The National Assembly avoided an anticipated vote on the proposed legislation on Thursday after two days of heated debates that sparked angry street protests by its most vocal opponents. The vote was postponed until the end of this month.
The fierce resistance from not only opposition but some pro-establishment elements forced the Armenian government to water down the bill ahead of the debates. It now makes clear that foreign-language schools can only be private and above the elementary level.
It also stipulates that there can be no more than 15 such schools across the country. In addition, they would be required to teach one-third of their subjects in Armenian.
These changes failed to satisfy the critics, who say they still pose a threat to Armenian’s constitutional status as the country’s sole official language. Even representatives of President Serzh Sarkisian’s Republican Party of Armenia (HHK), until now the sole parliamentary force fully supporting the measure, voiced serious misgivings during its parliamentary discussion.
“The bill in its current form is not acceptable to us,” Galust Sahakian, the leader of the HHK’s parliamentary faction, declared unexpectedly. “After all, states are founded to protect the language and the land. All other things are secondary.”
The statement was all the more extraordinary given Sarkisian’s endorsement of the bill voiced through a presidential spokesman earlier this week.
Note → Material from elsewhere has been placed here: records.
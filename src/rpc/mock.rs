//! Scripted in-memory chain for tests.
//!
//! Calls are answered from a map keyed by (contract, payload). Anything not
//! scripted returns empty data, which the codec decodes to zero. Failures
//! can be injected per call or for every header read.

use crate::contracts::{
    MethodSet, ERC20_SYMBOL, V1_GET_TOKEN, V1_GET_TOKEN_WITH_ID, V1_TOKEN_ADDRESS, V2_TOKEN0,
    V2_TOKEN1,
};
use crate::error::RpcError;
use crate::rpc::codec::CallArg;
use crate::rpc::transport::{ChainTransport, LogQuery};
use crate::types::{BlockHeader, CallMessage, EventLog, ProtocolVersion};
use alloy::primitives::{Address, Bytes, B256, U256};
use alloy::sol_types::SolValue;
use async_trait::async_trait;
use std::collections::HashMap;
use std::sync::Mutex;

type CallKey = (Address, Bytes);

#[derive(Default)]
struct MockState {
    calls: HashMap<CallKey, Bytes>,
    fail_next: HashMap<CallKey, u32>,
    fail_always: Vec<CallKey>,
    call_counts: HashMap<CallKey, u32>,
    failures: u32,
    latest_block: u64,
    header_failures: u32,
    coin_balances: HashMap<Address, U256>,
    logs: Vec<EventLog>,
    log_queries: Vec<LogQuery>,
}

#[derive(Default)]
pub struct MockChain {
    state: Mutex<MockState>,
}

/// Return data for a uint result
pub fn uint_ret(value: u64) -> Bytes {
    Bytes::copy_from_slice(CallArg::uint(value).to_word().as_slice())
}

/// Return data for an address result
pub fn address_ret(addr: Address) -> Bytes {
    Bytes::copy_from_slice(CallArg::Address(addr).to_word().as_slice())
}

/// Return data for a `string` result
pub fn string_ret(value: &str) -> Bytes {
    Bytes::from(value.to_string().abi_encode())
}

/// Deterministic hash for block `number`
pub fn block_hash(number: u64) -> B256 {
    B256::from(U256::from(number).to_be_bytes::<32>())
}

impl MockChain {
    pub fn new() -> Self {
        Self::default()
    }

    pub fn set_call(&self, to: Address, data: Bytes, ret: Bytes) {
        self.state.lock().unwrap().calls.insert((to, data), ret);
    }

    pub fn fail_next(&self, to: Address, data: Bytes, times: u32) {
        self.state.lock().unwrap().fail_next.insert((to, data), times);
    }

    pub fn fail_always(&self, to: Address, data: Bytes) {
        self.state.lock().unwrap().fail_always.push((to, data));
    }

    pub fn call_count(&self, to: Address, data: &Bytes) -> u32 {
        let state = self.state.lock().unwrap();
        state
            .call_counts
            .get(&(to, data.clone()))
            .copied()
            .unwrap_or(0)
    }

    pub fn total_calls(&self) -> u32 {
        self.state.lock().unwrap().call_counts.values().sum()
    }

    pub fn failure_count(&self) -> u32 {
        self.state.lock().unwrap().failures
    }

    pub fn set_latest_block(&self, number: u64) {
        self.state.lock().unwrap().latest_block = number;
    }

    pub fn fail_next_headers(&self, times: u32) {
        self.state.lock().unwrap().header_failures = times;
    }

    pub fn set_coin_balance(&self, account: Address, balance: U256) {
        self.state.lock().unwrap().coin_balances.insert(account, balance);
    }

    pub fn set_symbol(&self, token: Address, symbol: &str) {
        self.set_call(token, ERC20_SYMBOL.encode(&[]), string_ret(symbol));
    }

    pub fn set_token_balance(&self, token: Address, account: Address, balance: u64) {
        self.set_call(
            token,
            crate::contracts::ERC20_BALANCE_OF.encode(&[CallArg::Address(account)]),
            uint_ret(balance),
        );
    }

    pub fn set_total_supply(&self, token: Address, supply: u64) {
        self.set_call(
            token,
            crate::contracts::ERC20_TOTAL_SUPPLY.encode(&[]),
            uint_ret(supply),
        );
    }

    pub fn push_log(&self, log: EventLog) {
        self.state.lock().unwrap().logs.push(log);
    }

    pub fn log_queries(&self) -> Vec<LogQuery> {
        self.state.lock().unwrap().log_queries.clone()
    }

    /// V1 factory listing `entries` as (token, exchange), ids starting at 1
    pub fn mock_v1_factory(&self, factory: Address, entries: &[(Address, Address)]) {
        let methods = MethodSet::for_protocol(ProtocolVersion::V1);
        self.set_call(
            factory,
            methods.factory_token_count.encode(&[]),
            uint_ret(entries.len() as u64),
        );
        for (i, (token, exchange)) in entries.iter().enumerate() {
            self.set_call(
                factory,
                V1_GET_TOKEN_WITH_ID.encode(&[CallArg::uint(i as u64 + 1)]),
                address_ret(*token),
            );
            self.set_call(
                factory,
                methods.factory_exchange.encode(&[CallArg::Address(*token)]),
                address_ret(*exchange),
            );
            self.set_call(
                factory,
                V1_GET_TOKEN.encode(&[CallArg::Address(*exchange)]),
                address_ret(*token),
            );
            self.set_call(*exchange, V1_TOKEN_ADDRESS.encode(&[]), address_ret(*token));
            self.set_call(
                *exchange,
                methods.exchange_factory.encode(&[]),
                address_ret(factory),
            );
        }
    }

    /// V2 factory listing `pairs` as (pair, token0, token1), indices from 0
    pub fn mock_v2_factory(&self, factory: Address, pairs: &[(Address, Address, Address)]) {
        let methods = MethodSet::for_protocol(ProtocolVersion::V2);
        self.set_call(
            factory,
            methods.factory_token_count.encode(&[]),
            uint_ret(pairs.len() as u64),
        );
        for (i, (pair, token0, token1)) in pairs.iter().enumerate() {
            self.set_call(
                factory,
                methods.factory_exchange.encode(&[CallArg::uint(i as u64)]),
                address_ret(*pair),
            );
            self.set_call(*pair, V2_TOKEN0.encode(&[]), address_ret(*token0));
            self.set_call(*pair, V2_TOKEN1.encode(&[]), address_ret(*token1));
            self.set_call(*pair, methods.exchange_factory.encode(&[]), address_ret(factory));
        }
    }
}

#[async_trait]
impl ChainTransport for MockChain {
    async fn header_by_number(&self, number: Option<u64>) -> Result<BlockHeader, RpcError> {
        let mut state = self.state.lock().unwrap();
        if state.header_failures > 0 {
            state.header_failures -= 1;
            state.failures += 1;
            return Err(RpcError::transport("header unavailable"));
        }
        let number = number.unwrap_or(state.latest_block);
        Ok(BlockHeader {
            number,
            hash: block_hash(number),
            timestamp: 1_600_000_000 + number * 12,
        })
    }

    async fn block_number(&self) -> Result<u64, RpcError> {
        Ok(self.state.lock().unwrap().latest_block)
    }

    async fn balance_at(&self, account: Address, _block: Option<u64>) -> Result<U256, RpcError> {
        let state = self.state.lock().unwrap();
        Ok(state.coin_balances.get(&account).copied().unwrap_or_default())
    }

    async fn call_contract(
        &self,
        msg: &CallMessage,
        _block: Option<u64>,
    ) -> Result<Bytes, RpcError> {
        let mut state = self.state.lock().unwrap();
        let key = (msg.to, msg.data.clone());
        *state.call_counts.entry(key.clone()).or_insert(0) += 1;

        if state.fail_always.contains(&key) {
            state.failures += 1;
            return Err(RpcError::transport("execution timeout"));
        }
        if let Some(remaining) = state.fail_next.get_mut(&key) {
            if *remaining > 0 {
                *remaining -= 1;
                state.failures += 1;
                return Err(RpcError::transport("connection reset"));
            }
        }
        Ok(state.calls.get(&key).cloned().unwrap_or_default())
    }

    async fn logs(&self, query: &LogQuery) -> Result<Vec<EventLog>, RpcError> {
        let mut state = self.state.lock().unwrap();
        state.log_queries.push(query.clone());
        let matched = state
            .logs
            .iter()
            .filter(|log| query.addresses.is_empty() || query.addresses.contains(&log.address))
            .filter(|log| {
                query.topics.is_empty()
                    || log.topics.first().is_some_and(|t| query.topics.contains(t))
            })
            .filter(|log| {
                log.block_number
                    .map_or(true, |n| n >= query.from_block && n <= query.to_block)
            })
            .cloned()
            .collect();
        Ok(matched)
    }
}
Speaking at a news conference on Friday, Sahakian said that the HHK, which controls most parliament seats, is ready to organize more public discussions on the issue this summer “so that the amendments become somehow acceptable to all sides.” “What I am proposing is that we move forward by working together and finding solutions, rather than rejecting each other,” he said.
A senior lawmaker from the HHK’s main coalition partner, the Prosperous Armenia Party (BHK), insisted on its position that foreign-language courses must be allowed only in high schools. “We are ready to discuss that variant with our coalition partners,” Naira Zohrabian told journalists.
Armen Martirosian, a leader of the opposition Zharangutyun (Heritage) party, indicated its readiness, in principle, to embrace such compromise. Vahan Hovannisian of the opposition Armenian Revolutionary Federation (Dashnaktsutyun), another vocal opponent of the bill, likewise spoke of a possibility of the parliament factions finding common ground.